▶ _ASSIGNED TASK_:
What you give back must match the data below character for character.

[Records from a dataset]
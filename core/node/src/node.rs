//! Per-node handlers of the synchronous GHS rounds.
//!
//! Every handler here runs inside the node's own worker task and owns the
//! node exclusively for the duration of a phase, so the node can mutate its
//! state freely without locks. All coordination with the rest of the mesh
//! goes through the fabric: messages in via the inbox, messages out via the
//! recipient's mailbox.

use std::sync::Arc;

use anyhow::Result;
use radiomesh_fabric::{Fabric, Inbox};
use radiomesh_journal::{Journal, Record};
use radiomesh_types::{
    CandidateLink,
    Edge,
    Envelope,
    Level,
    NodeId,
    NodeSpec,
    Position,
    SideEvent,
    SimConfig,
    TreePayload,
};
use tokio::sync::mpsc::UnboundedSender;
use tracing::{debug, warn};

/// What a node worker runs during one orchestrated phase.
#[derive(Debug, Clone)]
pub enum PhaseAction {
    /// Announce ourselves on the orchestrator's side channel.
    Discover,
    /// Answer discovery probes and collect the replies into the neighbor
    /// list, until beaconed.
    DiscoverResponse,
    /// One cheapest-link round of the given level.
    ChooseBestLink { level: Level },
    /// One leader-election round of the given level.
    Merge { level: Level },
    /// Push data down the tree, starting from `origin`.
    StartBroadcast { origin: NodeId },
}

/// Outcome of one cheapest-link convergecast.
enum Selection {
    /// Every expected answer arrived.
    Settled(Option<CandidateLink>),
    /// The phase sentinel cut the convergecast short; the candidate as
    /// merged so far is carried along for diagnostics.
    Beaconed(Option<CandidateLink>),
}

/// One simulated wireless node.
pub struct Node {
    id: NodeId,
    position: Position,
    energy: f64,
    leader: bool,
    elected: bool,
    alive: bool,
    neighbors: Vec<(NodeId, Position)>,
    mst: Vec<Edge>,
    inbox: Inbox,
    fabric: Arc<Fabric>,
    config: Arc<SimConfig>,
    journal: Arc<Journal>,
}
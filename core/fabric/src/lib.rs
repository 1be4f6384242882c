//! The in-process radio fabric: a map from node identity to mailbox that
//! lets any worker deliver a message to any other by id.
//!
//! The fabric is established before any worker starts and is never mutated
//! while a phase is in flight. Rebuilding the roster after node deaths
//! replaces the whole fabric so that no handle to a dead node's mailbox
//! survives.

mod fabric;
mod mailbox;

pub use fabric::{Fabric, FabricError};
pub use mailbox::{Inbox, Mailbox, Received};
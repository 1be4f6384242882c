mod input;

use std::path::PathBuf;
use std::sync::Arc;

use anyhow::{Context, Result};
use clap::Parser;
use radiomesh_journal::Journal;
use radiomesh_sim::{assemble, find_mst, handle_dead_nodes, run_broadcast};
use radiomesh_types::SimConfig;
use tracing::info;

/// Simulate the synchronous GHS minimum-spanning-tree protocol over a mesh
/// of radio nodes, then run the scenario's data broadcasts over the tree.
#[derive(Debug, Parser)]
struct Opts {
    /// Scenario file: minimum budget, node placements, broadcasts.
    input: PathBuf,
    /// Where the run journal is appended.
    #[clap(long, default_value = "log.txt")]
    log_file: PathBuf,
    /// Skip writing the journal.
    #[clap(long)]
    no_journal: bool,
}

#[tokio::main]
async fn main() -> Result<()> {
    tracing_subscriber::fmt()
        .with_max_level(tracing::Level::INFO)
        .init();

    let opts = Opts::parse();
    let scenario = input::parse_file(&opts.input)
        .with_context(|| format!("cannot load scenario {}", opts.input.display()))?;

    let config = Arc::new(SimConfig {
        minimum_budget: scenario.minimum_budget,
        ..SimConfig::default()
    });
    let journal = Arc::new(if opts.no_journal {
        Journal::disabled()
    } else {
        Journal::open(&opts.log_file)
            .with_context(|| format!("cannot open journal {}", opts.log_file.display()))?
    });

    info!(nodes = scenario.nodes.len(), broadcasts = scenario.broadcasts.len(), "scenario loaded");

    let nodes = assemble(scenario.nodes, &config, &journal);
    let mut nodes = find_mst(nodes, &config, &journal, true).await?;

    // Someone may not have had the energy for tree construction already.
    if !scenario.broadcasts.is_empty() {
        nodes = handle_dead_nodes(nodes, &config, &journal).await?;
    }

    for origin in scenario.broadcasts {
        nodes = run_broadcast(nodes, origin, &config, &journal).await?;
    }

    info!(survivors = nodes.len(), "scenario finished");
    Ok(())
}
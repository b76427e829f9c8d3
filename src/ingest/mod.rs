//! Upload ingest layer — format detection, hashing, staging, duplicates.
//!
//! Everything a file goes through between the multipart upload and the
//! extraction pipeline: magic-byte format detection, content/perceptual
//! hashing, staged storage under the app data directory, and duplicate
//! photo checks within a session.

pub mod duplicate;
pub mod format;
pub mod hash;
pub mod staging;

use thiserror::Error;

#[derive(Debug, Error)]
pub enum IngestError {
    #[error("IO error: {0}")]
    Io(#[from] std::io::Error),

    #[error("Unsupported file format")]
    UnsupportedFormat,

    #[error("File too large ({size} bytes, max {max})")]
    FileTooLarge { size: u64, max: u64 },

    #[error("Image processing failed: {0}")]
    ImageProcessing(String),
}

▶ _YOUR RESPONSE_:
filename core/node/src/node.rs
//! Per-node handlers of the synchronous GHS rounds.
//!
//! Every handler here runs inside the node's own worker task and owns the
//! node exclusively for the duration of a phase, so the node can mutate its
//! state freely without locks. All coordination with the rest of the mesh
//! goes through the fabric: messages in via the inbox, messages out via the
//! recipient's mailbox.

use std::sync::Arc;

use anyhow::Result;
use radiomesh_fabric::{Fabric, Inbox};
use radiomesh_journal::{Journal, Record};
use radiomesh_types::{
    CandidateLink,
    Edge,
    Envelope,
    Level,
    NodeId,
    NodeSpec,
    Position,
    SideEvent,
    SimConfig,
    TreePayload,
};
use tokio::sync::mpsc::UnboundedSender;
use tracing::{debug, warn};

/// What a node worker runs during one orchestrated phase.
#[derive(Debug, Clone)]
pub enum PhaseAction {
    /// Announce ourselves on the orchestrator's side channel.
    Discover,
    /// Answer discovery probes and collect the replies into the neighbor
    /// list, until beaconed.
    DiscoverResponse,
    /// One cheapest-link round of the given level.
    ChooseBestLink { level: Level },
    /// One leader-election round of the given level.
    Merge { level: Level },
    /// Push data down the tree, starting from `origin`.
    StartBroadcast { origin: NodeId },
}

/// Outcome of one cheapest-link convergecast.
enum Selection {
    /// Every expected answer arrived.
    Settled(Option<CandidateLink>),
    /// The phase sentinel cut the convergecast short; the candidate as
    /// merged so far is carried along for diagnostics.
    Beaconed(Option<CandidateLink>),
}

/// One simulated wireless node.
pub struct Node {
    id: NodeId,
    position: Position,
    energy: f64,
    leader: bool,
    elected: bool,
    alive: bool,
    neighbors: Vec<(NodeId, Position)>,
    mst: Vec<Edge>,
    inbox: Inbox,
    fabric: Arc<Fabric>,
    config: Arc<SimConfig>,
    journal: Arc<Journal>,
}
filename core/fabric/src/lib.rs
repository 1be4f6384242882c
//! The in-process radio fabric: a map from node identity to mailbox that
//! lets any worker deliver a message to any other by id.
//!
//! The fabric is established before any worker starts and is never mutated
//! while a phase is in flight. Rebuilding the roster after node deaths
//! replaces the whole fabric so that no handle to a dead node's mailbox
//! survives.

mod fabric;
mod mailbox;

pub use fabric::{Fabric, FabricError};
pub use mailbox::{Inbox, Mailbox, Received};
repository 1be4f6384242882c
mod input;

use std::path::PathBuf;
use std::sync::Arc;

use anyhow::{Context, Result};
use clap::Parser;
use radiomesh_journal::Journal;
use radiomesh_sim::{assemble, find_mst, handle_dead_nodes, run_broadcast};
use radiomesh_types::SimConfig;
use tracing::info;

/// Simulate the synchronous GHS minimum-spanning-tree protocol over a mesh
/// of radio nodes, then run the scenario's data broadcasts over the tree.
#[derive(Debug, Parser)]
struct Opts {
    /// Scenario file: minimum budget, node placements, broadcasts.
    input: PathBuf,
    /// Where the run journal is appended.
    #[clap(long, default_value = "log.txt")]
    log_file: PathBuf,
    /// Skip writing the journal.
    #[clap(long)]
    no_journal: bool,
}

#[tokio::main]
async fn main() -> Result<()> {
    tracing_subscriber::fmt()
        .with_max_level(tracing::Level::INFO)
        .init();

    let opts = Opts::parse();
    let scenario = input::parse_file(&opts.input)
        .with_context(|| format!("cannot load scenario {}", opts.input.display()))?;

    let config = Arc::new(SimConfig {
        minimum_budget: scenario.minimum_budget,
        ..SimConfig::default()
    });
    let journal = Arc::new(if opts.no_journal {
        Journal::disabled()
    } else {
        Journal::open(&opts.log_file)
            .with_context(|| format!("cannot open journal {}", opts.log_file.display()))?
    });

    info!(nodes = scenario.nodes.len(), broadcasts = scenario.broadcasts.len(), "scenario loaded");

    let nodes = assemble(scenario.nodes, &config, &journal);
    let mut nodes = find_mst(nodes, &config, &journal, true).await?;

    // Someone may not have had the energy for tree construction already.
    if !scenario.broadcasts.is_empty() {
        nodes = handle_dead_nodes(nodes, &config, &journal).await?;
    }

    for origin in scenario.broadcasts {
        nodes = run_broadcast(nodes, origin, &config, &journal).await?;
    }

    info!(survivors = nodes.len(), "scenario finished");
    Ok(())
}
repository b76427e829f9c8d3
filename src/ingest/mod.rs
//! Upload ingest layer — format detection, hashing, staging, duplicates.
//!
//! Everything a file goes through between the multipart upload and the
//! extraction pipeline: magic-byte format detection, content/perceptual
//! hashing, staged storage under the app data directory, and duplicate
//! photo checks within a session.

pub mod duplicate;
pub mod format;
pub mod hash;
pub mod staging;

use thiserror::Error;

#[derive(Debug, Error)]
pub enum IngestError {
    #[error("IO error: {0}")]
    Io(#[from] std::io::Error),

    #[error("Unsupported file format")]
    UnsupportedFormat,

    #[error("File too large ({size} bytes, max {max})")]
    FileTooLarge { size: u64, max: u64 },

    #[error("Image processing failed: {0}")]
    ImageProcessing(String),
}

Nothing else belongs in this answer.